• **DATASET ENTRIES**

::::

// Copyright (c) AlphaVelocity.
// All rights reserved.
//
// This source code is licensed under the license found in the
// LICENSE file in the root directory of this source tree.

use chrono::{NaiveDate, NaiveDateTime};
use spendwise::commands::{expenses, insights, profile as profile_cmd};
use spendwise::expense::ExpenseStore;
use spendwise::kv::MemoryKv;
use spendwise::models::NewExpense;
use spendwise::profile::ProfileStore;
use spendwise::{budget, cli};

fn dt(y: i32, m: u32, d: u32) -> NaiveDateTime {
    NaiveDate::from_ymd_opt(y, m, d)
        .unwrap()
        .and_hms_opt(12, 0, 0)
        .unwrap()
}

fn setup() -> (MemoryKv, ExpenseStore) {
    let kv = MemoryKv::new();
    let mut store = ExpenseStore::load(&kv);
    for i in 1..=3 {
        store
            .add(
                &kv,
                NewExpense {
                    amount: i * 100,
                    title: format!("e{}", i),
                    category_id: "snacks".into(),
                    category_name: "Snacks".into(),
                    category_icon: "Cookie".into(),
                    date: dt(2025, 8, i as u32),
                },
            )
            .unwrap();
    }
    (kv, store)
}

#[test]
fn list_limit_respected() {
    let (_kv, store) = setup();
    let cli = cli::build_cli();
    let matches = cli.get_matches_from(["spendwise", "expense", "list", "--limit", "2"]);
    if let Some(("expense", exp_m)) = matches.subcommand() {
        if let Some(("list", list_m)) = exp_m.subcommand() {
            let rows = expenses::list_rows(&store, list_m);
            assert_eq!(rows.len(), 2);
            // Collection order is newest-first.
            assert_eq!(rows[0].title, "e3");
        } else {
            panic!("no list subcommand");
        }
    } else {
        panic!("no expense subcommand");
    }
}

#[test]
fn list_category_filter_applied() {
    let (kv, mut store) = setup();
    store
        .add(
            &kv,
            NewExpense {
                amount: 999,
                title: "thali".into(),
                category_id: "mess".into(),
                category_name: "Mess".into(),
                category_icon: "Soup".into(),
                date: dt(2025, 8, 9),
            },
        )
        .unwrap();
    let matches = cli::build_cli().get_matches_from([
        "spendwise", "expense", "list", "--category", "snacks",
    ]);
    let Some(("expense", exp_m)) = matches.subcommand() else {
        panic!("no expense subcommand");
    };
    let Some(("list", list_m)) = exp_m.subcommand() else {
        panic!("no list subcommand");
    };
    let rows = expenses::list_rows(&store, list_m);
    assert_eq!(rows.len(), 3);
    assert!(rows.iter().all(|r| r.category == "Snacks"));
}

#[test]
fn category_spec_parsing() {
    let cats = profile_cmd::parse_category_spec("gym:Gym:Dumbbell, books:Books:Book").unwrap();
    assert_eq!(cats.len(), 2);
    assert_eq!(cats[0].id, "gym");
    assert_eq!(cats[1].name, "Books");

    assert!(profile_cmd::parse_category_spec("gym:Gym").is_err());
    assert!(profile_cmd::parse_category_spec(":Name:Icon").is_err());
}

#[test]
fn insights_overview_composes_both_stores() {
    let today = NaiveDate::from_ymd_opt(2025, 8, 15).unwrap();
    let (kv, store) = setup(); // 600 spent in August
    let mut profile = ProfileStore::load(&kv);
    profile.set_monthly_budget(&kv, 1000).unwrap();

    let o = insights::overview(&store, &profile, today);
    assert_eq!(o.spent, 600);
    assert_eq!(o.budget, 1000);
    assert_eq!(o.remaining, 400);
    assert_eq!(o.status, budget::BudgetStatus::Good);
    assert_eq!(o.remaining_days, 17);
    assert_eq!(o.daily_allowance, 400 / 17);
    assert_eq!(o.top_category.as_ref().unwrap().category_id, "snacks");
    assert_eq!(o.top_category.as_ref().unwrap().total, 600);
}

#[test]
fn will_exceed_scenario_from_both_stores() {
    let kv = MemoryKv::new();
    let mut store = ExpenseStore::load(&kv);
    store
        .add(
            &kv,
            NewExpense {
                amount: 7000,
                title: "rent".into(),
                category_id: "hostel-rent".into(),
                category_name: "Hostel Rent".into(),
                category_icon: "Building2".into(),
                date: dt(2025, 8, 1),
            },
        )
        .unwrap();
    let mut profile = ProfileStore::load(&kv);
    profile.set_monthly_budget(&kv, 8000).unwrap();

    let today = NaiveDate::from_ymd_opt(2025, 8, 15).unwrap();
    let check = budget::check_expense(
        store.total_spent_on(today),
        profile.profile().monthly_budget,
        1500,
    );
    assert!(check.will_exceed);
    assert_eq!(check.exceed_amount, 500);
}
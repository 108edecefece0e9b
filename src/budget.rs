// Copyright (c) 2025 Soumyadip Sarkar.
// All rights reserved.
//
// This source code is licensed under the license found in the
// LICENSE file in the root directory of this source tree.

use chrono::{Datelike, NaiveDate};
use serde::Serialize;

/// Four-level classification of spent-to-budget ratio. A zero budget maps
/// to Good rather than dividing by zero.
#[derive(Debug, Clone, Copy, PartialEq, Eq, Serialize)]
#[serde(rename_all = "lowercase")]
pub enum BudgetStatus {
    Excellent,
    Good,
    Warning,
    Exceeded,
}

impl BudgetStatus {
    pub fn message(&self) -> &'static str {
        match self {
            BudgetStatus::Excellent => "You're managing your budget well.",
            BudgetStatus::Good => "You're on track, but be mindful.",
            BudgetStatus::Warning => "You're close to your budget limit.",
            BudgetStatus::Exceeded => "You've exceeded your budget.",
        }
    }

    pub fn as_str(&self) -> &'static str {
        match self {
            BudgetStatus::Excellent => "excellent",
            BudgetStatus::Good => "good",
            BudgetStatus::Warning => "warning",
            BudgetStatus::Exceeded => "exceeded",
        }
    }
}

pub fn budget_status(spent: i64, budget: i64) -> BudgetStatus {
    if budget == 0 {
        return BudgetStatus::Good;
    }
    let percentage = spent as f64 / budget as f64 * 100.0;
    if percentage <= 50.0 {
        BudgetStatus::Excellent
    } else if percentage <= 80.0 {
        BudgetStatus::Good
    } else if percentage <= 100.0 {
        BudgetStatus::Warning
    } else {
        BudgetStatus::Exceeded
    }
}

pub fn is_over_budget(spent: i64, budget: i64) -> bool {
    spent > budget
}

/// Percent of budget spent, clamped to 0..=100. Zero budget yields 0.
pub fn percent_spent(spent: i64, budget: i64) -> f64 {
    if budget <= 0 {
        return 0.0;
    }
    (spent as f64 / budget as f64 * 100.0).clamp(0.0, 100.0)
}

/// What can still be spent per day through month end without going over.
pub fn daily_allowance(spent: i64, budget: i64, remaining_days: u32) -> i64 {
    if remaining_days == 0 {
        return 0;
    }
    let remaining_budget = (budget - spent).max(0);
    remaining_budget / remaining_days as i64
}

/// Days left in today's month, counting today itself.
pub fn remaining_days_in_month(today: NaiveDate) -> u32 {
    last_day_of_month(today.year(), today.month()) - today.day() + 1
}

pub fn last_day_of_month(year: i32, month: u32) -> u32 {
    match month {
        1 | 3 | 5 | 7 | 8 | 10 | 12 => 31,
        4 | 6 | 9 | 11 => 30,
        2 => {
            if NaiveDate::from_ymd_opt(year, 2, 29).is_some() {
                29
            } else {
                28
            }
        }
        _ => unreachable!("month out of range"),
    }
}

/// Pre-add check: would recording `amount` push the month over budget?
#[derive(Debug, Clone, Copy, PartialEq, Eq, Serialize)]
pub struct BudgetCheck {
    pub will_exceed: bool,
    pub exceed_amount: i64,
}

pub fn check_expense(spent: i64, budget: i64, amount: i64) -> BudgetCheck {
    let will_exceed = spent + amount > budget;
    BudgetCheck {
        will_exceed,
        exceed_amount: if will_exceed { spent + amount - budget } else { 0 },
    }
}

::::

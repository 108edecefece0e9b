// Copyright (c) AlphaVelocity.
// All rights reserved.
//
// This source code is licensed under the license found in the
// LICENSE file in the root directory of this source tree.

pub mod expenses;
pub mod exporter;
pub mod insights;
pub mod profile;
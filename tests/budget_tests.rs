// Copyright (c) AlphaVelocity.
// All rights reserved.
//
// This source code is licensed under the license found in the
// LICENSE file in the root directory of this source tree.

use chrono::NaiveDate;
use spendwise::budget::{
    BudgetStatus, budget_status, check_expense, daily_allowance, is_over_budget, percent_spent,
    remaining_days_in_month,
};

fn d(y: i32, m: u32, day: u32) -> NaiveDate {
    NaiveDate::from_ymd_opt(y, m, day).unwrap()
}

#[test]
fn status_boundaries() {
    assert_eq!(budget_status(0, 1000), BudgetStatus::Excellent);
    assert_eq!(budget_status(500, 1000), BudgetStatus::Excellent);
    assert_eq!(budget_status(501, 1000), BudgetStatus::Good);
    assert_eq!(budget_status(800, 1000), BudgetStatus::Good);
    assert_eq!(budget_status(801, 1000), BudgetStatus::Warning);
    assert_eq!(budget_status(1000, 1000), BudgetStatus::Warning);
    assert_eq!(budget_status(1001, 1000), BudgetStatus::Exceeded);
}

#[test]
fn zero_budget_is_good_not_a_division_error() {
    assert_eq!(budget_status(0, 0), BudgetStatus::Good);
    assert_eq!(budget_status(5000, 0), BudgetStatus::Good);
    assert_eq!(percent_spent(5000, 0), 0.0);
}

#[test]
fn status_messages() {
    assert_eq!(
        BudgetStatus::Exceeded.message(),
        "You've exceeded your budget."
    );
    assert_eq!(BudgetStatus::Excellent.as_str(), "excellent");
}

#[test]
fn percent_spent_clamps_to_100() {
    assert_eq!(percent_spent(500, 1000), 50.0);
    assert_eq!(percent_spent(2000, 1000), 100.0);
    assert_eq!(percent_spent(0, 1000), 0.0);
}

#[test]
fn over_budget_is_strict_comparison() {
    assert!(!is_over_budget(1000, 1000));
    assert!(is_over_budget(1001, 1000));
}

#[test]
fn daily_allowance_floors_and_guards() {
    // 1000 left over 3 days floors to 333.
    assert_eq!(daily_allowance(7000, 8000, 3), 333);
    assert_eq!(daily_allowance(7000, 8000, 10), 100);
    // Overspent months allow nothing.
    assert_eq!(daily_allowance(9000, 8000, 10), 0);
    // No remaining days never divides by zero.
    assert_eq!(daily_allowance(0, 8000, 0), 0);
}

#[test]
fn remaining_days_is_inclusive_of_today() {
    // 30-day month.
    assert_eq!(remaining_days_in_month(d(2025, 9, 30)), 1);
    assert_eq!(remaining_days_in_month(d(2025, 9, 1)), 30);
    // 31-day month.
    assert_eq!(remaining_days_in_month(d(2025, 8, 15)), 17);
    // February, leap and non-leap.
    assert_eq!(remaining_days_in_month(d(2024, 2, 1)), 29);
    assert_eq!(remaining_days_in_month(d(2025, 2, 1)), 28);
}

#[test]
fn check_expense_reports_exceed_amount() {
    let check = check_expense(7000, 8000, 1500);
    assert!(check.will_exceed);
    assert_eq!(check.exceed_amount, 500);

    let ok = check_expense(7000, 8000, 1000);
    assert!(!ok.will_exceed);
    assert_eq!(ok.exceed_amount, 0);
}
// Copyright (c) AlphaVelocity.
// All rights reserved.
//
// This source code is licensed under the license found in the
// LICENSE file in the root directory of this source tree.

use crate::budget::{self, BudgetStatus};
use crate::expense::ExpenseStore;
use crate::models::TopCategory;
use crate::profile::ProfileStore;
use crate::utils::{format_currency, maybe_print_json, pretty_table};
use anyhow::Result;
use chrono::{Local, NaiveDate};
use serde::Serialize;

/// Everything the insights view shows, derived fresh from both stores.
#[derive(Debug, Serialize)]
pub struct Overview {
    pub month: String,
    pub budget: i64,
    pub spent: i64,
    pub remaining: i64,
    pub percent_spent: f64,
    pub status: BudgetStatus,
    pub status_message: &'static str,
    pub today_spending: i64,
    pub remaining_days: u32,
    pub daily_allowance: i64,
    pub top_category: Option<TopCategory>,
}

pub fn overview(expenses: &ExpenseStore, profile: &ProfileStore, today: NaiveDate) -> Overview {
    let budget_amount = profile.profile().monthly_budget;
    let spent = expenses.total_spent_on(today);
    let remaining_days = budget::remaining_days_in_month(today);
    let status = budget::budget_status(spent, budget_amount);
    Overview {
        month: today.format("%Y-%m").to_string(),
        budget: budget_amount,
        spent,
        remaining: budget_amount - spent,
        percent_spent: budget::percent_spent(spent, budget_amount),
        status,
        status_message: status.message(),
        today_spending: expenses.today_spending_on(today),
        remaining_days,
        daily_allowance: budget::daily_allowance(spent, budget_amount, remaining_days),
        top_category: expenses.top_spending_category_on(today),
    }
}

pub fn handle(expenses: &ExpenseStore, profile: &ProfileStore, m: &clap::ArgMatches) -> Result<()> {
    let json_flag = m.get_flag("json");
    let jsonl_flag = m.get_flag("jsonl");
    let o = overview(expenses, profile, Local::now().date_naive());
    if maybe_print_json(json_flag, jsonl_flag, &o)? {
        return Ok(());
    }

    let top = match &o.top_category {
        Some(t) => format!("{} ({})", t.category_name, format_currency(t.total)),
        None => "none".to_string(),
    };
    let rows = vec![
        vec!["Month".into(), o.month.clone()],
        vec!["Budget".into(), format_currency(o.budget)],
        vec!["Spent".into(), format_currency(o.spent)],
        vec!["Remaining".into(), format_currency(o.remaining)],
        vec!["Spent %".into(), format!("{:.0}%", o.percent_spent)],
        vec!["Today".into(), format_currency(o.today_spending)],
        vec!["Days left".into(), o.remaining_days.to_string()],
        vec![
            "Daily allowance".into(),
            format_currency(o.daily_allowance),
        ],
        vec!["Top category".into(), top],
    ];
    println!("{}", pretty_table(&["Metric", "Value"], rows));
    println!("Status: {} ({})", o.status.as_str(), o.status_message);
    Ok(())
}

::::

• **WORK ORDER**
Where in the listing does the string "filename" appear? Copy every line that has it.

• **RESPONSE**
filename src/budget.rs
filename tests/budget_tests.rs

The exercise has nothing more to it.